上達しないのに時間の無駄と思う自分がイヤです問題」の記事を読ませていただきました。

私も同じ悩みを持っています。

9歳の息子は幼稚園の頃から現チームに所属していますが、年々ぐっと伸びる子がいて、どんどん息子との差が開いていきます。

期待の隣に嫌悪感と悦びがあると知って、とても腑に落ちました。

息子が一番つらいと考えてなるべく期待はしないようにと頑張っているのですが、どうしても無理です。

試合を見に行くのも辛いので、なるべく夫に任せて見ないようにしていても試合に出られなかったと知るだけで泣けてくるし、自主練をしない息子にもイライラします。

高学年になり、遠征やイベント運営など親が出ることも多くなって、他のママとの関わりもとてもストレスになっています。やっぱりうまい子のママが強いし、同じレベルのグループができているように感じます。
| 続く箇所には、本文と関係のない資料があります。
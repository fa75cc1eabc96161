//! Buffered copy of a downstream response.
//!
//! Layers that must see a response before deciding what to do with it
//! (retry, breaker accounting, caching) capture it once at the handler
//! boundary and replay it to the client afterwards.

use axum::{
    body::{Body, Bytes},
    http::{HeaderMap, StatusCode},
    response::Response,
};

#[derive(Debug, Clone)]
pub struct ResponseCapture {
    pub status: StatusCode,
    pub headers: HeaderMap,
    pub body: Bytes,
}

impl ResponseCapture {
    /// Drain a response into memory, failing if the body exceeds `limit` bytes.
    pub async fn from_response(response: Response, limit: usize) -> Result<Self, axum::Error> {
        let (parts, body) = response.into_parts();
        let body = axum::body::to_bytes(body, limit).await?;
        Ok(Self {
            status: parts.status,
            headers: parts.headers,
            body,
        })
    }

    pub fn is_server_error(&self) -> bool {
        self.status.is_server_error()
    }

    /// Only complete 200 responses with a body are worth caching.
    pub fn is_cacheable(&self) -> bool {
        self.status == StatusCode::OK && !self.body.is_empty()
    }

    pub fn into_response(self) -> Response {
        let mut response = Response::new(Body::from(self.body));
        *response.status_mut() = self.status;
        *response.headers_mut() = self.headers;
        response
    }
}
我が強い人が多いので、何かあるたびにもめて振り回されてストレスがたまります。毎日の送迎、週末の試合、お弁当作りなど出費もかさみます。

やめたくないと言う息子のためにとは思いますが、逃げたしたくて仕方ないです。

息子が出ない試合で他の子を応援する気にもなれず、交代で息子が出たときの周りのがっかり感の空気を見るのも嫌で、試合に行ったときは離れたところにいます。どうやったら、割りきって応援できるのでしょうか。

<島沢さんからの回答>

ご相談いただき、ありがとうございます。

過去記事を読み「期待の隣に嫌悪感と悦びがある」という学びを得たうえで、自分で何とか気持ちをコントロールしようとしている様子が伝わってきます。

■試合の出場機会が均等にならないのは、未だに残る勝利至上主義の影響


お母さんが参考にされた方も、5年近く前に配信された過去記事(試合に出られないのに自主練提案しても手応えなし...。
競争心の無い息子にイラつく自己嫌悪ママの問題)を読んだうえでご相談されています。

こんなにも多くの親御さんが苦しんでいることに驚かされます。

そもそも、四種(小学生)の間は全員が均等に試合の出場機会を得られるよう指導者が考えていただければ、何の問題もありません。そういったチームは少しずつ増えています。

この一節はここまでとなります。